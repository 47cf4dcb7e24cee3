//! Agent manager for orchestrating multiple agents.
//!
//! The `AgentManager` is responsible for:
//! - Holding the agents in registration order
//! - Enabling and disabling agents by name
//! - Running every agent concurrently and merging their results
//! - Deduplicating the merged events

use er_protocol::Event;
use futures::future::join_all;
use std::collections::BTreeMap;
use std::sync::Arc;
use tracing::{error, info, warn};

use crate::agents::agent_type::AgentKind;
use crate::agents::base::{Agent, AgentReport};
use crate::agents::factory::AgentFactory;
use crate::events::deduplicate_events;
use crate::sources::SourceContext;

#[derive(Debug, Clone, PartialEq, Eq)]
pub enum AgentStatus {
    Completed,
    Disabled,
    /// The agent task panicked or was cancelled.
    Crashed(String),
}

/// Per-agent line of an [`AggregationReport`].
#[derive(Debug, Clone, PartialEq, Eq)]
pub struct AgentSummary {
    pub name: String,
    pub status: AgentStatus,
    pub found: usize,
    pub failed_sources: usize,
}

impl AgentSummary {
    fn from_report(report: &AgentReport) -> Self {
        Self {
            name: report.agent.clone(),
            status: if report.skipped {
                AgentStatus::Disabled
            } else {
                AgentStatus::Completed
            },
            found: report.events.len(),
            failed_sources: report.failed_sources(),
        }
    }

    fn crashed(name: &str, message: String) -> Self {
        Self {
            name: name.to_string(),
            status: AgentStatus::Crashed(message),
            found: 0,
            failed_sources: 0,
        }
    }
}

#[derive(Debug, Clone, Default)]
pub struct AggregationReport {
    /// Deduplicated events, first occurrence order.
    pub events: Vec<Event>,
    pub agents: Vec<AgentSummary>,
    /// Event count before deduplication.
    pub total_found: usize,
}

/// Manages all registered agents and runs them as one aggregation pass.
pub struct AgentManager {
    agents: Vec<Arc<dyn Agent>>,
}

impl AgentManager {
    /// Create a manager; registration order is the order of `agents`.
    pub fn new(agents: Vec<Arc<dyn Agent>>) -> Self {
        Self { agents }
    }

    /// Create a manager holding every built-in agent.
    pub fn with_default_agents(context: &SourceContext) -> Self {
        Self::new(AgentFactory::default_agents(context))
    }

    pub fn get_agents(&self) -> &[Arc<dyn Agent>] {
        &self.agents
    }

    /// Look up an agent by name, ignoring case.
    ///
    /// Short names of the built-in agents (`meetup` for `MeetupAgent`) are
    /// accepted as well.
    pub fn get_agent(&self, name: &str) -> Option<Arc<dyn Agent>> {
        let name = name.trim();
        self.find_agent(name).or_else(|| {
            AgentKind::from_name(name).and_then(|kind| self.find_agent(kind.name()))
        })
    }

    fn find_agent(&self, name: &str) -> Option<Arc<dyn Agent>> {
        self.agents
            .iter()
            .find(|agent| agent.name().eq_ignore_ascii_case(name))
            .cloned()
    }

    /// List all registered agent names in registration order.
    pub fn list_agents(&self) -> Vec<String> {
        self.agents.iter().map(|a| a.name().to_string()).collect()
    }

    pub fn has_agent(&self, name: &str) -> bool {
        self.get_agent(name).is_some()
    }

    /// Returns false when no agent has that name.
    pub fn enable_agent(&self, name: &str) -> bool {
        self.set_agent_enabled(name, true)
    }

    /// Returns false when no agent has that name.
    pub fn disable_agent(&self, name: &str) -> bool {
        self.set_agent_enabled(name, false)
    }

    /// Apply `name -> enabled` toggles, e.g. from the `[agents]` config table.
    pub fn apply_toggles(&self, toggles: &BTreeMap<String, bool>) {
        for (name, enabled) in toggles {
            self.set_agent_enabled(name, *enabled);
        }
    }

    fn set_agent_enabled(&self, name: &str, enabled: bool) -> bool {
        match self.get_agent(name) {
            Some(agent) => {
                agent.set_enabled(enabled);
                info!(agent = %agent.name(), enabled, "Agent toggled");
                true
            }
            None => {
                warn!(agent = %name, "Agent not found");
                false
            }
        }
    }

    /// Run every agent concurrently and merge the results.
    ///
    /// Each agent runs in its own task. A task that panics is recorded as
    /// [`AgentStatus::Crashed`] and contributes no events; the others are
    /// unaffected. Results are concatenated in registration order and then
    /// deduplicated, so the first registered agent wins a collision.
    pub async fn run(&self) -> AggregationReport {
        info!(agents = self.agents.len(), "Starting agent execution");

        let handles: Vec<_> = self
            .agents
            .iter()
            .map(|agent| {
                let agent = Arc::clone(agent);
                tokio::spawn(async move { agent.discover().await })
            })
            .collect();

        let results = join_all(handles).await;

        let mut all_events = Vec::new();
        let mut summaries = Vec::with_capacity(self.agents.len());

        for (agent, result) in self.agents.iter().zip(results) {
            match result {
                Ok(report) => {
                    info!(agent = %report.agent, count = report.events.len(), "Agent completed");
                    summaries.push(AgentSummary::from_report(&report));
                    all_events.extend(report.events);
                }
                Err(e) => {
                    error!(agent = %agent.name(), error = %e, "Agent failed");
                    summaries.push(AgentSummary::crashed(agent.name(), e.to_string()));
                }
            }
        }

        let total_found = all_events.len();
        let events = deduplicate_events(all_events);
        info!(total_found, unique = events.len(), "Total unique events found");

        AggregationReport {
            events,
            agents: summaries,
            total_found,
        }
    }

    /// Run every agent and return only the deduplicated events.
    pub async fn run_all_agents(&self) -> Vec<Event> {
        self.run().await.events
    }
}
# # #
Could you repeat every record above exactly as it stands?

• _Response area_:
repository 47cf4dcb7e24cee3
//! Agent manager for orchestrating multiple agents.
//!
//! The `AgentManager` is responsible for:
//! - Holding the agents in registration order
//! - Enabling and disabling agents by name
//! - Running every agent concurrently and merging their results
//! - Deduplicating the merged events

use er_protocol::Event;
use futures::future::join_all;
use std::collections::BTreeMap;
use std::sync::Arc;
use tracing::{error, info, warn};

use crate::agents::agent_type::AgentKind;
use crate::agents::base::{Agent, AgentReport};
use crate::agents::factory::AgentFactory;
use crate::events::deduplicate_events;
use crate::sources::SourceContext;

#[derive(Debug, Clone, PartialEq, Eq)]
pub enum AgentStatus {
    Completed,
    Disabled,
    /// The agent task panicked or was cancelled.
    Crashed(String),
}

/// Per-agent line of an [`AggregationReport`].
#[derive(Debug, Clone, PartialEq, Eq)]
pub struct AgentSummary {
    pub name: String,
    pub status: AgentStatus,
    pub found: usize,
    pub failed_sources: usize,
}

impl AgentSummary {
    fn from_report(report: &AgentReport) -> Self {
        Self {
            name: report.agent.clone(),
            status: if report.skipped {
                AgentStatus::Disabled
            } else {
                AgentStatus::Completed
            },
            found: report.events.len(),
            failed_sources: report.failed_sources(),
        }
    }

    fn crashed(name: &str, message: String) -> Self {
        Self {
            name: name.to_string(),
            status: AgentStatus::Crashed(message),
            found: 0,
            failed_sources: 0,
        }
    }
}

#[derive(Debug, Clone, Default)]
pub struct AggregationReport {
    /// Deduplicated events, first occurrence order.
    pub events: Vec<Event>,
    pub agents: Vec<AgentSummary>,
    /// Event count before deduplication.
    pub total_found: usize,
}

/// Manages all registered agents and runs them as one aggregation pass.
pub struct AgentManager {
    agents: Vec<Arc<dyn Agent>>,
}

impl AgentManager {
    /// Create a manager; registration order is the order of `agents`.
    pub fn new(agents: Vec<Arc<dyn Agent>>) -> Self {
        Self { agents }
    }

    /// Create a manager holding every built-in agent.
    pub fn with_default_agents(context: &SourceContext) -> Self {
        Self::new(AgentFactory::default_agents(context))
    }

    pub fn get_agents(&self) -> &[Arc<dyn Agent>] {
        &self.agents
    }

    /// Look up an agent by name, ignoring case.
    ///
    /// Short names of the built-in agents (`meetup` for `MeetupAgent`) are
    /// accepted as well.
    pub fn get_agent(&self, name: &str) -> Option<Arc<dyn Agent>> {
        let name = name.trim();
        self.find_agent(name).or_else(|| {
            AgentKind::from_name(name).and_then(|kind| self.find_agent(kind.name()))
        })
    }

    fn find_agent(&self, name: &str) -> Option<Arc<dyn Agent>> {
        self.agents
            .iter()
            .find(|agent| agent.name().eq_ignore_ascii_case(name))
            .cloned()
    }

    /// List all registered agent names in registration order.
    pub fn list_agents(&self) -> Vec<String> {
        self.agents.iter().map(|a| a.name().to_string()).collect()
    }

    pub fn has_agent(&self, name: &str) -> bool {
        self.get_agent(name).is_some()
    }

    /// Returns false when no agent has that name.
    pub fn enable_agent(&self, name: &str) -> bool {
        self.set_agent_enabled(name, true)
    }

    /// Returns false when no agent has that name.
    pub fn disable_agent(&self, name: &str) -> bool {
        self.set_agent_enabled(name, false)
    }

    /// Apply `name -> enabled` toggles, e.g. from the `[agents]` config table.
    pub fn apply_toggles(&self, toggles: &BTreeMap<String, bool>) {
        for (name, enabled) in toggles {
            self.set_agent_enabled(name, *enabled);
        }
    }

    fn set_agent_enabled(&self, name: &str, enabled: bool) -> bool {
        match self.get_agent(name) {
            Some(agent) => {
                agent.set_enabled(enabled);
                info!(agent = %agent.name(), enabled, "Agent toggled");
                true
            }
            None => {
                warn!(agent = %name, "Agent not found");
                false
            }
        }
    }

    /// Run every agent concurrently and merge the results.
    ///
    /// Each agent runs in its own task. A task that panics is recorded as
    /// [`AgentStatus::Crashed`] and contributes no events; the others are
    /// unaffected. Results are concatenated in registration order and then
    /// deduplicated, so the first registered agent wins a collision.
    pub async fn run(&self) -> AggregationReport {
        info!(agents = self.agents.len(), "Starting agent execution");

        let handles: Vec<_> = self
            .agents
            .iter()
            .map(|agent| {
                let agent = Arc::clone(agent);
                tokio::spawn(async move { agent.discover().await })
            })
            .collect();

        let results = join_all(handles).await;

        let mut all_events = Vec::new();
        let mut summaries = Vec::with_capacity(self.agents.len());

        for (agent, result) in self.agents.iter().zip(results) {
            match result {
                Ok(report) => {
                    info!(agent = %report.agent, count = report.events.len(), "Agent completed");
                    summaries.push(AgentSummary::from_report(&report));
                    all_events.extend(report.events);
                }
                Err(e) => {
                    error!(agent = %agent.name(), error = %e, "Agent failed");
                    summaries.push(AgentSummary::crashed(agent.name(), e.to_string()));
                }
            }
        }

        let total_found = all_events.len();
        let events = deduplicate_events(all_events);
        info!(total_found, unique = events.len(), "Total unique events found");

        AggregationReport {
            events,
            agents: summaries,
            total_found,
        }
    }

    /// Run every agent and return only the deduplicated events.
    pub async fn run_all_agents(&self) -> Vec<Event> {
        self.run().await.events
    }
}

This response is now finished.